What to produce —
Below are some records. Return exactly the lines from the one containing "externally assigned id." through the one containing "impl fmt::Display for", both included, and only those.
-- Entries shown follows --
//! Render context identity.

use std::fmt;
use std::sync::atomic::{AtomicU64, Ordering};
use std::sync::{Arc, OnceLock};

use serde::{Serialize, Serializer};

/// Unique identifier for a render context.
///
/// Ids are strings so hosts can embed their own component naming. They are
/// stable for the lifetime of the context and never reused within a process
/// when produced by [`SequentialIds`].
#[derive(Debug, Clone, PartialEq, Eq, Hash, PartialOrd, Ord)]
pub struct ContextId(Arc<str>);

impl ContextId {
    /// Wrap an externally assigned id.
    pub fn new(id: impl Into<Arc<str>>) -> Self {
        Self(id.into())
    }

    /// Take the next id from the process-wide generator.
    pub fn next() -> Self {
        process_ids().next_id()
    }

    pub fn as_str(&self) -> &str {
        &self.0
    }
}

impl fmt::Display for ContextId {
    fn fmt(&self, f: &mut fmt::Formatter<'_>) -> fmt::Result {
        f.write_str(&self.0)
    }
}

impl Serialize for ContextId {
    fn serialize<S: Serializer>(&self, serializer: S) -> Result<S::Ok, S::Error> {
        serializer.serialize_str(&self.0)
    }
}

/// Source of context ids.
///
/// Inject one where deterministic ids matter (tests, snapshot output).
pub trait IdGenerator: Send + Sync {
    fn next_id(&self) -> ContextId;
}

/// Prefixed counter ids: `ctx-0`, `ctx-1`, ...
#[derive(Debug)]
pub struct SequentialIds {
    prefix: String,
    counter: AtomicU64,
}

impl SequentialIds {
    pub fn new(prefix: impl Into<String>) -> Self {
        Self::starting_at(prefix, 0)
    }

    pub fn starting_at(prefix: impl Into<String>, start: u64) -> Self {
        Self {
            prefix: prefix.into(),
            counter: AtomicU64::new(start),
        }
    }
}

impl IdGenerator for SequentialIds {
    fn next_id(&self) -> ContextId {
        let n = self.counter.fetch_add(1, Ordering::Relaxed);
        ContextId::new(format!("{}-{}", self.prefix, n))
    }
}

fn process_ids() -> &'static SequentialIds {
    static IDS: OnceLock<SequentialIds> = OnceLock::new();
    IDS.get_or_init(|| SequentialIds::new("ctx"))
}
-- Entries shown concluded --
-- Entries shown follows --
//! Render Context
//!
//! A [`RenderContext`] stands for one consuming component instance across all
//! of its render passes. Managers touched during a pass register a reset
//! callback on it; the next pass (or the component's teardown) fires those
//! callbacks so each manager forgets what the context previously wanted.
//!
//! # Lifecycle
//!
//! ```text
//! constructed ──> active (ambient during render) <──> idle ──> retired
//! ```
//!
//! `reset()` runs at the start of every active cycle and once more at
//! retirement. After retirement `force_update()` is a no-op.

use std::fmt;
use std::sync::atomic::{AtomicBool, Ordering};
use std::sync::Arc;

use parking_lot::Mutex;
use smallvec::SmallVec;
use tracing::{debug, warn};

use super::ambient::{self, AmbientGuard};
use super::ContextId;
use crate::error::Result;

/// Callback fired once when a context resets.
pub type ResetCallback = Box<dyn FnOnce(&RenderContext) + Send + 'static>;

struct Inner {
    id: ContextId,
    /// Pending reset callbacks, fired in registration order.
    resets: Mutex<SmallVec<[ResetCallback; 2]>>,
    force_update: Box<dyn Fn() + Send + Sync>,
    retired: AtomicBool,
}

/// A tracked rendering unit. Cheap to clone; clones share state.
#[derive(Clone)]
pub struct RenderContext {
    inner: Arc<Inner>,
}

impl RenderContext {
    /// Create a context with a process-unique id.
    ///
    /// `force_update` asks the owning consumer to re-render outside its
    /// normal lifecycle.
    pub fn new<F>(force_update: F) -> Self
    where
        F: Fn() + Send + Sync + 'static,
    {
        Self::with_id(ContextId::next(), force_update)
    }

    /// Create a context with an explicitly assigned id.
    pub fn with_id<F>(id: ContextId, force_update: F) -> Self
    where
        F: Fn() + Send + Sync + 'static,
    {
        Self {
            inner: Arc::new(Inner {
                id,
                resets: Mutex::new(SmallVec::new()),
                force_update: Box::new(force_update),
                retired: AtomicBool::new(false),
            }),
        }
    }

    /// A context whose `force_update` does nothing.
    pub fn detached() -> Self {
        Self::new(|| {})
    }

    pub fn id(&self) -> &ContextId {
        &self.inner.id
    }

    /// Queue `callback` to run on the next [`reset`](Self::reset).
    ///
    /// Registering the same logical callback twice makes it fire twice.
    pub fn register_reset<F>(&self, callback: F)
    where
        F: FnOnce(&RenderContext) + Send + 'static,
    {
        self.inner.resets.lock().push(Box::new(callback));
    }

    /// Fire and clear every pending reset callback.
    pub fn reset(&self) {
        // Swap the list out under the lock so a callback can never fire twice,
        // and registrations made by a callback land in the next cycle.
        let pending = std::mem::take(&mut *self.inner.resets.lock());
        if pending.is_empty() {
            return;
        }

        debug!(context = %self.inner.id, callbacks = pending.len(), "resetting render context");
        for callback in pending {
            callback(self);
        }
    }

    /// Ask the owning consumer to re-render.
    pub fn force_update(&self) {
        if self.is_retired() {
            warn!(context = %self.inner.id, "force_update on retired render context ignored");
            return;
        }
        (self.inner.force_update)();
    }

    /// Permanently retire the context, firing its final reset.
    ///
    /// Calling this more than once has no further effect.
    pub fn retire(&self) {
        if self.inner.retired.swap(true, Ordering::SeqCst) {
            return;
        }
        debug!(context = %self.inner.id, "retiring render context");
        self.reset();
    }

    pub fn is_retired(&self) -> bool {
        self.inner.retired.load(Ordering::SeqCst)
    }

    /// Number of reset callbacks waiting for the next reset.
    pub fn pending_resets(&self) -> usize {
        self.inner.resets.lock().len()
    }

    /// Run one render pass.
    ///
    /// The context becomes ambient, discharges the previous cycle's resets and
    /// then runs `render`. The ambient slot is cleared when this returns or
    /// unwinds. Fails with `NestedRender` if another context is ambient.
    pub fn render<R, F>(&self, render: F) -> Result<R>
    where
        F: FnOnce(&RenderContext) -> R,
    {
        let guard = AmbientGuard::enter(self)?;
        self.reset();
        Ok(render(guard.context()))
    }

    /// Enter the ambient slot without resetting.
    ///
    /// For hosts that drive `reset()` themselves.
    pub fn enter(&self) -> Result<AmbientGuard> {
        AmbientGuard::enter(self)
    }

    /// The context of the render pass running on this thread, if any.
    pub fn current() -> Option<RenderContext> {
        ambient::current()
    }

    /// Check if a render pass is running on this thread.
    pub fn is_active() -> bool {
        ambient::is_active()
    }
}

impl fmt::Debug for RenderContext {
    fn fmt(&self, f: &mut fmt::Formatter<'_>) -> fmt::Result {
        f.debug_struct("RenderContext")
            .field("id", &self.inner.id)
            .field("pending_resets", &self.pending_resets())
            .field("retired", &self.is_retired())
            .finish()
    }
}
-- Entries shown concluded --
Task solution —
    /// Wrap an externally assigned id.
    pub fn new(id: impl Into<Arc<str>>) -> Self {
        Self(id.into())
    }

    /// Take the next id from the process-wide generator.
    pub fn next() -> Self {
        process_ids().next_id()
    }

    pub fn as_str(&self) -> &str {
        &self.0
    }
}

impl fmt::Display for ContextId {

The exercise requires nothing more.